Daß es in Europa nicht nur mehr knirscht, sondern in allen Balken kracht, ist den meisten „Europäern“ erst anläßlich der französischen Atomversuche klargeworden. Danach durch das verbissene Verhalten Chiracs gegenüber seinen Kritikern. Und schließlich, als der deutsche Kanzler öffentlich schlaflose Nächte bei der Vorstellung einräumte, auch in Deutschland könnten sich die Arbeiter wie in Frankreich dagegen auflehnen, daß sie die von den Mächtigen ausgehandelten Normen aus ihrer Lohntüte bezahlen sollen.

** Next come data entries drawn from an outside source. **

use std::io::Cursor;

use chrono::Utc;
use clap::ValueEnum;
use image::RgbImage;
use log::{debug, info};
use rand::SeedableRng;
use rand::rngs::StdRng;
use rayon::prelude::*;
use serde::Serialize;
use tokio::task::block_in_place;
use uuid::Uuid;

use crate::config::{ConfDir, FilterOptions, Metric};
use crate::db::{ArtifactKind, ArtifactMeta};
use crate::error::{BoothError, Result};
use crate::feature;
use crate::filter::{self, FilterKind, FrameStyle};
use crate::index::{IndexEntry, SimilarityIndex};
use crate::session::{self, SessionSummary};
use crate::strip::{self, STRIP_HEIGHT, STRIP_WIDTH, StripCompositor};

/// 拼条中每张照片的色彩模式
#[derive(ValueEnum, Debug, Clone, Copy, Default, PartialEq, Eq)]
pub enum ColorMode {
    #[default]
    Color,
    /// 合成前对每张照片套黑白滤镜
    Bw,
}

/// 拼条合成参数
#[derive(Debug, Clone, Copy, Default)]
pub struct StripStyle {
    pub color_mode: ColorMode,
    pub frame: FrameStyle,
    /// 合成前对每张照片附加的滤镜
    pub effect: Option<FilterKind>,
}

/// ingest 的回执
#[derive(Debug, Clone, Serialize)]
pub struct IngestReceipt {
    pub id: String,
    pub session_id: String,
    pub applied_filters: Vec<String>,
    pub width: u32,
    pub height: u32,
    pub file_size: u64,
    pub timestamp: String,
    /// 处理后的 PNG 字节，不进入 JSON 输出
    #[serde(skip)]
    pub image: Vec<u8>,
}

/// compose_strip 的回执
#[derive(Debug, Clone, Serialize)]
pub struct StripReceipt {
    pub strip_id: String,
    pub session_id: String,
    pub image_count: u32,
    pub timestamp: String,
    /// 拼条 JPEG 字节，不进入 JSON 输出
    #[serde(skip)]
    pub image: Vec<u8>,
}

/// 相似检索的一条结果
#[derive(Debug, Clone, Serialize)]
pub struct SimilarMatch {
    pub id: String,
    /// 1 - 距离
    pub similarity: f32,
    pub applied_filters: Vec<String>,
    pub timestamp: String,
    pub session_id: String,
}

/// 导出的 artifact
#[derive(Debug, Clone, Serialize)]
pub struct Artifact {
    pub id: String,
    pub filename: Option<String>,
    pub applied_filters: Vec<String>,
    pub timestamp: String,
    pub session_id: String,
    pub width: u32,
    pub height: u32,
    pub kind: ArtifactKind,
    #[serde(skip)]
    pub image: Vec<u8>,
}

/// 预处理完毕、尚未写入索引的 artifact。
/// prepare 是纯 CPU 计算，commit 才落库，所以失败的请求不会留下半成品
pub struct PreparedArtifact {
    meta: ArtifactMeta,
    vector: Vec<f32>,
    document: String,
    image: Vec<u8>,
}

/// 整个系统的显式入口句柄：持有相似度索引和滤镜配置。
/// 索引不是进程级单例，随句柄创建、随句柄丢弃
pub struct Booth {
    index: SimilarityIndex,
    filters: FilterOptions,
}
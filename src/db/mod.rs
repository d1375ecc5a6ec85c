use std::path::Path;
use std::time::Duration;

use log::info;
use sqlx::SqlitePool;
use sqlx::sqlite::{
    SqliteConnectOptions, SqliteJournalMode, SqlitePoolOptions, SqliteSynchronous,
};

pub mod crud;
pub mod model;

pub use model::*;

pub type Database = SqlitePool;

/// 初始化数据库连接，文件不存在时自动创建并执行迁移
pub async fn init_db(filename: impl AsRef<Path>) -> Result<Database, sqlx::Error> {
    let filename = filename.as_ref();
    info!("初始化数据库连接: {}", filename.display());

    let options = SqliteConnectOptions::new()
        .journal_mode(SqliteJournalMode::Wal)
        .synchronous(SqliteSynchronous::Normal)
        .filename(filename)
        .create_if_missing(true);

    let pool = SqlitePool::connect_with(options).await?;
    sqlx::migrate!().run(&pool).await?;

    Ok(pool)
}

/// 内存数据库，测试用。
/// 单连接且不回收，否则每个新连接都会拿到一个空库
pub async fn init_db_in_memory() -> Result<Database, sqlx::Error> {
    let options = SqliteConnectOptions::new().in_memory(true);
    let pool = SqlitePoolOptions::new()
        .max_connections(1)
        .idle_timeout(None::<Duration>)
        .max_lifetime(None::<Duration>)
        .connect_with(options)
        .await?;
    sqlx::migrate!().run(&pool).await?;

    Ok(pool)
}
use thiserror::Error;

/// 错误的机器可区分类别，对应校验、处理、未找到三类
#[derive(Debug, Clone, Copy, PartialEq, Eq)]
pub enum ErrorCategory {
    Validation,
    Processing,
    NotFound,
}

/// 所有核心操作的错误类型。
/// 唯一被静默吞掉的情况是未知滤镜名（按文档跳过），其余错误一律向上传播。
#[derive(Debug, Error)]
pub enum BoothError {
    /// 上传内容无法解码为图片
    #[error("not an image: {0}")]
    InvalidImage(#[source] image::ImageError),
    /// 拼条至少需要一张照片
    #[error("photo strip requires at least one photo")]
    EmptyStrip,
    /// 会话内没有可用的照片
    #[error("no images found for session {0}")]
    EmptySession(String),
    /// 未知的 artifact ID
    #[error("artifact not found: {0}")]
    NotFound(String),
    /// 记录存在但没有图片数据
    #[error("artifact {0} has no image data")]
    MissingImageData(String),
    /// 图片编解码阶段的失败
    #[error("image processing failed: {0}")]
    Processing(#[from] image::ImageError),
    /// 索引存储层的失败
    #[error("index store failure: {0}")]
    Store(#[from] sqlx::Error),
    /// 元数据序列化失败
    #[error("metadata encoding failed: {0}")]
    Metadata(#[from] serde_json::Error),
    #[error("io failure: {0}")]
    Io(#[from] std::io::Error),
}

impl BoothError {
    pub fn category(&self) -> ErrorCategory {
        match self {
            Self::InvalidImage(_) | Self::EmptyStrip => ErrorCategory::Validation,
            Self::EmptySession(_) | Self::NotFound(_) | Self::MissingImageData(_) => {
                ErrorCategory::NotFound
            }
            Self::Processing(_) | Self::Store(_) | Self::Metadata(_) | Self::Io(_) => {
                ErrorCategory::Processing
            }
        }
    }
}

pub type Result<T, E = BoothError> = std::result::Result<T, E>;
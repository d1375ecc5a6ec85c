use clap::ValueEnum;
use image::{DynamicImage, Rgb, RgbImage, Rgba, RgbaImage};
use image::imageops;
use imageproc::drawing::{
    draw_filled_circle_mut, draw_filled_rect_mut, draw_hollow_rect_mut, draw_line_segment_mut,
};
use imageproc::rect::Rect;
use rand::Rng;
use rand::rngs::StdRng;

use crate::config::FilterOptions;

/// 像素滤镜种类。
/// 滤镜都是纯函数，组合严格按给定顺序执行且不可交换：
/// 先 blur 再 vintage 与反过来的数值结果不同。
#[derive(Debug, Clone, Copy, PartialEq, Eq)]
pub enum FilterKind {
    Vintage,
    BlackWhite,
    Blur,
    Enhance,
    Retro,
    Grain,
    Glitter,
    Bokeh,
}

impl FilterKind {
    /// 解析滤镜名，接受若干别名；未知名字返回 None，由调用方静默跳过
    pub fn parse(name: &str) -> Option<Self> {
        match name.trim() {
            "vintage" | "sepia" => Some(Self::Vintage),
            "bw" | "black_white" | "grayscale" => Some(Self::BlackWhite),
            "blur" => Some(Self::Blur),
            "enhance" => Some(Self::Enhance),
            "retro" => Some(Self::Retro),
            "grain" => Some(Self::Grain),
            "glitter" => Some(Self::Glitter),
            "bokeh" => Some(Self::Bokeh),
            _ => None,
        }
    }

    /// 写入元数据的规范名
    pub fn name(self) -> &'static str {
        match self {
            Self::Vintage => "vintage",
            Self::BlackWhite => "black_white",
            Self::Blur => "blur",
            Self::Enhance => "enhance",
            Self::Retro => "retro",
            Self::Grain => "grain",
            Self::Glitter => "glitter",
            Self::Bokeh => "bokeh",
        }
    }

    fn apply(self, image: RgbImage, opts: &FilterOptions, rng: &mut StdRng) -> RgbImage {
        match self {
            Self::Vintage => vintage(image),
            Self::BlackWhite => black_white(image),
            Self::Blur => imageops::blur(&image, opts.blur_sigma),
            Self::Enhance => enhance(image),
            Self::Retro => retro(image),
            Self::Grain => grain(image, opts.grain_amount, rng),
            Self::Glitter => glitter(image, rng),
            Self::Bokeh => bokeh(image),
        }
    }
}

/// 按给定顺序依次应用滤镜。
/// 返回处理后的图片和实际生效的规范名列表（只含识别出的名字，保持请求顺序）。
pub fn apply_filters(
    image: RgbImage,
    names: &[String],
    opts: &FilterOptions,
    rng: &mut StdRng,
) -> (RgbImage, Vec<String>) {
    let mut image = image;
    let mut applied = Vec::new();
    for name in names {
        let Some(kind) = FilterKind::parse(name) else {
            continue;
        };
        image = kind.apply(image, opts, rng);
        applied.push(kind.name().to_string());
    }
    (image, applied)
}

#[inline]
fn clamp_u8(v: f32) -> u8 {
    v.round().clamp(0.0, 255.0) as u8
}

#[inline]
fn luma(r: f32, g: f32, b: f32) -> f32 {
    0.299 * r + 0.587 * g + 0.114 * b
}

/// 泛黄复古：固定 3x3 矩阵作用于每个像素的 RGB，逐通道截断到 [0,255]
fn vintage(mut image: RgbImage) -> RgbImage {
    for px in image.pixels_mut() {
        let [r, g, b] = px.0.map(|v| v as f32);
        px.0 = [
            clamp_u8(0.393 * r + 0.769 * g + 0.189 * b),
            clamp_u8(0.349 * r + 0.686 * g + 0.168 * b),
            clamp_u8(0.272 * r + 0.534 * g + 0.131 * b),
        ];
    }
    image
}

/// 黑白：BT.601 亮度，再扩回 R=G=B 三通道
fn black_white(mut image: RgbImage) -> RgbImage {
    for px in image.pixels_mut() {
        let [r, g, b] = px.0.map(|v| v as f32);
        let l = clamp_u8(luma(r, g, b));
        px.0 = [l, l, l];
    }
    image
}

/// 全图亮度均值，对比度调整的基准点
fn mean_luma(image: &RgbImage) -> f32 {
    let mut sum = 0.0f64;
    for px in image.pixels() {
        let [r, g, b] = px.0.map(|v| v as f32);
        sum += luma(r, g, b) as f64;
    }
    (sum / (image.width() as f64 * image.height() as f64)) as f32
}

/// 饱和度调整：每个像素向自身亮度做线性插值，factor > 1 时为外推增强
fn adjust_saturation(image: &mut RgbImage, factor: f32) {
    for px in image.pixels_mut() {
        let [r, g, b] = px.0.map(|v| v as f32);
        let l = luma(r, g, b);
        px.0 = [
            clamp_u8(l + factor * (r - l)),
            clamp_u8(l + factor * (g - l)),
            clamp_u8(l + factor * (b - l)),
        ];
    }
}

/// 对比度调整：围绕全图亮度均值插值
fn adjust_contrast(image: &mut RgbImage, factor: f32) {
    let mean = mean_luma(image);
    for px in image.pixels_mut() {
        for c in &mut px.0 {
            *c = clamp_u8(mean + factor * (*c as f32 - mean));
        }
    }
}

/// 色彩增强：饱和度 x1.2 后对比度 x1.1，每一步先截断再进入下一步
fn enhance(mut image: RgbImage) -> RgbImage {
    adjust_saturation(&mut image, 1.2);
    adjust_contrast(&mut image, 1.1);
    image
}

/// 怀旧：降饱和（x0.8）后红移，R x1.1、B x0.9，逐通道独立截断
fn retro(mut image: RgbImage) -> RgbImage {
    adjust_saturation(&mut image, 0.8);
    for px in image.pixels_mut() {
        px.0[0] = clamp_u8(px.0[0] as f32 * 1.1);
        px.0[2] = clamp_u8(px.0[2] as f32 * 0.9);
    }
    image
}

/// 胶片颗粒：每个像素每个通道叠加 [-amount, amount] 内独立采样的均匀整数
fn grain(mut image: RgbImage, amount: i32, rng: &mut StdRng) -> RgbImage {
    for px in image.pixels_mut() {
        for c in &mut px.0 {
            let v = *c as i32 + rng.random_range(-amount..=amount);
            *c = v.clamp(0, 255) as u8;
        }
    }
    image
}

/// 闪粉颜色：粉、金、白
const GLITTER_COLORS: [[u8; 3]; 3] = [[255, 105, 180], [255, 215, 0], [255, 255, 255]];
/// 闪粉圆点数量
const GLITTER_COUNT: u32 = 200;

/// 闪粉：透明叠加层上随机画半透明小圆（半径 1~3px、alpha 50~150），
/// 再整层 alpha 合成回底图
fn glitter(image: RgbImage, rng: &mut StdRng) -> RgbImage {
    let (w, h) = image.dimensions();
    let mut base = DynamicImage::ImageRgb8(image).into_rgba8();
    let mut overlay = RgbaImage::new(w, h);
    for _ in 0..GLITTER_COUNT {
        let x = rng.random_range(0..w as i32);
        let y = rng.random_range(0..h as i32);
        let radius = rng.random_range(1..=3);
        let alpha: u8 = rng.random_range(50..=150);
        let [r, g, b] = GLITTER_COLORS[rng.random_range(0..GLITTER_COLORS.len())];
        draw_filled_circle_mut(&mut overlay, (x, y), radius, Rgba([r, g, b, alpha]));
    }
    imageops::overlay(&mut base, &overlay, 0, 0);
    DynamicImage::ImageRgba8(base).into_rgb8()
}

/// 背景虚化用的强模糊 sigma
const BOKEH_SIGMA: f32 = 8.0;

/// 背景虚化。约定方向：画面中心保持清晰，边缘虚化。
/// 径向掩码 w = min(1, (d/maxR)²)，d 为像素到画布中心的距离，
/// maxR 为中心到角的距离；w 是混合进强模糊副本的权重，
/// 输出 = 原图·(1-w) + 模糊副本·w。反转这个方向会让边缘清晰、中心模糊。
fn bokeh(image: RgbImage) -> RgbImage {
    let (w, h) = image.dimensions();
    let blurred = imageops::blur(&image, BOKEH_SIGMA);
    let (cx, cy) = (w as f32 / 2.0, h as f32 / 2.0);
    let max_r2 = cx * cx + cy * cy;
    let mut out = image;
    for (x, y, px) in out.enumerate_pixels_mut() {
        let (dx, dy) = (x as f32 - cx, y as f32 - cy);
        let wgt = ((dx * dx + dy * dy) / max_r2).min(1.0);
        let bl = blurred.get_pixel(x, y);
        for c in 0..3 {
            px.0[c] = clamp_u8(px.0[c] as f32 * (1.0 - wgt) + bl.0[c] as f32 * wgt);
        }
    }
    out
}

/// 拼条里每张照片的相框样式
#[derive(ValueEnum, Debug, Clone, Copy, Default, PartialEq, Eq)]
pub enum FrameStyle {
    /// 细黑边
    #[default]
    Classic,
    /// 宽白边拍立得，底边加宽
    Polaroid,
    /// 做旧边框，带随机划痕
    Distressed,
}

/// 相框绘制。作用于拼条画布上的照片槽位（含白色衬底的整块区域），
/// 而不是原始照片本身。
pub fn draw_frame(canvas: &mut RgbImage, slot: Rect, style: FrameStyle, rng: &mut StdRng) {
    match style {
        FrameStyle::Classic => frame_classic(canvas, slot),
        FrameStyle::Polaroid => frame_polaroid(canvas, slot),
        FrameStyle::Distressed => frame_distressed(canvas, slot, rng),
    }
}

/// 细黑边：沿槽位外缘画两圈空心矩形
fn frame_classic(canvas: &mut RgbImage, slot: Rect) {
    let ink = Rgb([30, 30, 30]);
    for inset in 0..2i32 {
        let rect = Rect::at(slot.left() - inset, slot.top() - inset)
            .of_size(slot.width() + 2 * inset as u32, slot.height() + 2 * inset as u32);
        draw_hollow_rect_mut(canvas, rect, ink);
    }
}

const POLAROID_BORDER: u32 = 12;
const POLAROID_BOTTOM: u32 = 36;

/// 拍立得：四周厚白边，底边加宽，右、下两侧各一条浅灰阴影线
fn frame_polaroid(canvas: &mut RgbImage, slot: Rect) {
    let white = Rgb([255, 255, 255]);
    let shadow = Rgb([205, 198, 202]);
    let b = POLAROID_BORDER as i32;
    let outer_w = slot.width() + 2 * POLAROID_BORDER;

    // 上、左、右三条等宽白边，底边加宽
    draw_filled_rect_mut(
        canvas,
        Rect::at(slot.left() - b, slot.top() - b).of_size(outer_w, POLAROID_BORDER),
        white,
    );
    draw_filled_rect_mut(
        canvas,
        Rect::at(slot.left() - b, slot.top()).of_size(POLAROID_BORDER, slot.height()),
        white,
    );
    draw_filled_rect_mut(
        canvas,
        Rect::at(slot.left() + slot.width() as i32, slot.top())
            .of_size(POLAROID_BORDER, slot.height()),
        white,
    );
    draw_filled_rect_mut(
        canvas,
        Rect::at(slot.left() - b, slot.top() + slot.height() as i32)
            .of_size(outer_w, POLAROID_BOTTOM),
        white,
    );

    // 右、下两条阴影线
    let right = (slot.left() + slot.width() as i32 + b) as f32;
    let bottom = (slot.top() + slot.height() as i32 + POLAROID_BOTTOM as i32) as f32;
    let left = (slot.left() - b) as f32;
    let top = (slot.top() - b) as f32;
    draw_line_segment_mut(canvas, (right + 1.0, top), (right + 1.0, bottom), shadow);
    draw_line_segment_mut(canvas, (left, bottom + 1.0), (right + 1.0, bottom + 1.0), shadow);
}

const DISTRESSED_BORDER: u32 = 10;
/// 划痕条数固定，位置由注入的随机源决定
const DISTRESSED_SCRATCHES: u32 = 6;

/// 做旧：棕色厚边框，边框带内随机画若干条浅色短划痕
fn frame_distressed(canvas: &mut RgbImage, slot: Rect, rng: &mut StdRng) {
    let brown = Rgb([101, 67, 33]);
    let scratch = Rgb([222, 203, 164]);
    let b = DISTRESSED_BORDER as i32;
    let outer_w = slot.width() + 2 * DISTRESSED_BORDER;

    let bands = [
        Rect::at(slot.left() - b, slot.top() - b).of_size(outer_w, DISTRESSED_BORDER),
        Rect::at(slot.left() - b, slot.top() + slot.height() as i32)
            .of_size(outer_w, DISTRESSED_BORDER),
        Rect::at(slot.left() - b, slot.top()).of_size(DISTRESSED_BORDER, slot.height()),
        Rect::at(slot.left() + slot.width() as i32, slot.top())
            .of_size(DISTRESSED_BORDER, slot.height()),
    ];
    for band in bands {
        draw_filled_rect_mut(canvas, band, brown);
    }

    for _ in 0..DISTRESSED_SCRATCHES {
        let band = bands[rng.random_range(0..bands.len())];
        let x0 = band.left() + rng.random_range(0..band.width() as i32);
        let y0 = band.top() + rng.random_range(0..band.height() as i32);
        let x1 = x0 + rng.random_range(-7..=7);
        let y1 = y0 + rng.random_range(-3..=3);
        draw_line_segment_mut(canvas, (x0 as f32, y0 as f32), (x1 as f32, y1 as f32), scratch);
    }
}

Der Katzenjammer ist nicht mehr zu übersehen, auch wenn viele Europatümler ihre Augen feste zuzuhalten versuchen. Doch tatsächlich hätte man nur die Zeichen in vielen Euro-Ländern deuten müssen, die seit Jahren auf das Zerbröseln der Europaidee hinwiesen. Schon 1991 galt eine der ersten Eurotazzen dem Thema „Die Ränder brechen weg“. Heute steht in England die oppositionelle Labour Party zwar offiziell noch immer zu Europa, aber der frühere Enthusiasmus ist hin. Bei den Tories herrscht allenfalls darüber Genugtuung, daß man in Maastricht herausgehandelt hat, wieder Alleingänge machen zu dürfen, wenn etwas in Europa nicht klappt. In Spanien mehrt sich die durch den Schein- Boom der achtziger Jahre überdeckte frühere Europaskepsis. Selbst in Griechenland, derzeit Hauptnutznießer der Brüsseler Zuschüsse, herrscht aufgrund des inneren Zerfalls eher Verwirrung als Freude über die EU.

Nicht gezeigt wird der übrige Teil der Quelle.